To do: Pick out the lines below that include the string "benches".
**** Records supplied
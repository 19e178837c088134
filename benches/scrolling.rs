use colv::row::FormatRule;
use colv::source::MappedSource;
use colv::{Direction, LineCache, SearchPattern, SourceFactory};
use criterion::{black_box, criterion_group, criterion_main, BenchmarkId, Criterion};
use rand::{Rng, SeedableRng};
use rand_chacha::ChaCha8Rng;
use std::io::Write;
use std::time::Duration;
use tempfile::NamedTempFile;
use tokio::runtime::Runtime;

const WINDOW: usize = 50;

/// Blank-separated log lines; one line in `rare_every` carries the word `needle`.
fn log_text(size_kb: usize, rare_every: usize) -> String {
    let mut rng = ChaCha8Rng::seed_from_u64(42);
    let levels = ["DEBUG", "INFO", "WARN", "ERROR"];
    let services = ["auth", "database", "cache", "payment"];
    let target = size_kb * 1024;

    let mut text = String::with_capacity(target + 128);
    let mut line = 0usize;
    while text.len() < target {
        let marker = if line % rare_every == rare_every - 1 {
            "needle"
        } else {
            "ok"
        };
        text.push_str(&format!(
            "2024-09-02T10:{:02}:{:02} {} {} {:.3} user_{} {}\n",
            (line / 60) % 60,
            line % 60,
            levels[rng.gen_range(0..levels.len())],
            services[rng.gen_range(0..services.len())],
            rng.gen_range(0.0..5000.0f64),
            rng.gen_range(0..10_000u32),
            marker,
        ));
        line += 1;
    }
    text
}

fn log_file(size_kb: usize) -> NamedTempFile {
    let mut file = NamedTempFile::new().expect("Failed to create temp file");
    file.write_all(log_text(size_kb, 1000).as_bytes()).unwrap();
    file.flush().unwrap();
    file
}

fn size_label(size_kb: usize) -> String {
    if size_kb < 1024 {
        format!("{size_kb}KB")
    } else {
        format!("{}MB", size_kb / 1024)
    }
}

fn bench_scroll(c: &mut Criterion) {
    let mut group = c.benchmark_group("scroll");
    group.measurement_time(Duration::from_secs(5));

    let text = log_text(2048, 1000);
    for &step in &[1i64, 25, 500] {
        group.bench_with_input(BenchmarkId::new("forward_back", step), &step, |b, &step| {
            let mut cache = LineCache::new(MappedSource::from_bytes(text.clone()));
            cache.cache_fill(WINDOW).unwrap();
            b.iter(|| {
                cache.scroll(step).unwrap();
                cache.scroll(-step).unwrap();
                black_box(cache.current_line());
            });
        });
    }

    group.bench_function("formatted_page", |b| {
        let mut cache = LineCache::new(MappedSource::from_bytes(text.clone()));
        cache.set_format_rule(2, FormatRule::parse("%.1f").unwrap()).unwrap();
        cache.cache_fill(WINDOW).unwrap();
        b.iter(|| {
            cache.scroll(WINDOW as i64).unwrap();
            if cache.len() < WINDOW {
                cache.goto_start();
                cache.cache_fill(WINDOW).unwrap();
            }
            black_box(cache.column_widths().len());
        });
    });
    group.finish();
}

fn bench_jumps(c: &mut Criterion) {
    let rt = Runtime::new().unwrap();
    let mut group = c.benchmark_group("jumps");
    group.sample_size(20);
    group.measurement_time(Duration::from_secs(6));

    for &size_kb in &[512, 8192, 65536] {
        let file = log_file(size_kb);
        let label = size_label(size_kb);

        group.bench_with_input(BenchmarkId::new("goto_end", &label), &file.path(), |b, path| {
            b.iter(|| {
                let source = rt.block_on(SourceFactory::open(path)).unwrap();
                let mut cache = LineCache::new(source);
                cache.cache_fill(WINDOW).unwrap();
                cache.goto_end().unwrap();
                black_box(cache.current_line());
            });
        });

        group.bench_with_input(BenchmarkId::new("random_offset", &label), &file.path(), |b, path| {
            let source = rt.block_on(SourceFactory::open(path)).unwrap();
            let size = colv::ByteSource::size(&source);
            let mut cache = LineCache::new(source);
            let mut rng = ChaCha8Rng::seed_from_u64(7);
            b.iter(|| {
                cache.goto_offset(rng.gen_range(0..size)).unwrap();
                cache.cache_fill(WINDOW).unwrap();
                black_box(cache.current_line());
            });
        });
    }
    group.finish();
}

fn bench_search(c: &mut Criterion) {
    let mut group = c.benchmark_group("search");
    group.sample_size(20);
    group.measurement_time(Duration::from_secs(6));

    let text = log_text(16384, 1000);
    let pattern = SearchPattern::new(r"needle$", false).unwrap();
    let regex = SearchPattern::new(r"ERROR payment \d+\.9\d\d user_99\d\d", false).unwrap();

    group.bench_function("in_window", |b| {
        let mut cache = LineCache::new(MappedSource::from_bytes(text.clone()));
        cache.cache_fill(2000).unwrap();
        b.iter(|| {
            cache.goto_start();
            cache.cache_fill(2000).unwrap();
            black_box(cache.search(pattern.clone(), Direction::Forward).unwrap());
        });
    });

    group.bench_function("past_window", |b| {
        let mut cache = LineCache::new(MappedSource::from_bytes(text.clone()));
        cache.cache_fill(WINDOW).unwrap();
        cache.search(regex.clone(), Direction::Forward).unwrap();
        b.iter(|| {
            if !cache.repeat_search(Direction::Forward).unwrap() {
                cache.goto_start();
            }
            cache.cache_fill(WINDOW).unwrap();
        });
    });

    group.bench_function("backward_from_end", |b| {
        let mut cache = LineCache::new(MappedSource::from_bytes(text.clone()));
        cache.cache_fill(WINDOW).unwrap();
        b.iter(|| {
            cache.goto_end().unwrap();
            cache.cache_fill(WINDOW).unwrap();
            black_box(cache.search(pattern.clone(), Direction::Backward).unwrap());
        });
    });
    group.finish();
}

criterion_group!(benches, bench_scroll, bench_jumps, bench_search);
criterion_main!(benches);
********
Reply to the exercise:
filename benches/scrolling.rs
criterion_group!(benches, bench_scroll, bench_jumps, bench_search);
criterion_main!(benches);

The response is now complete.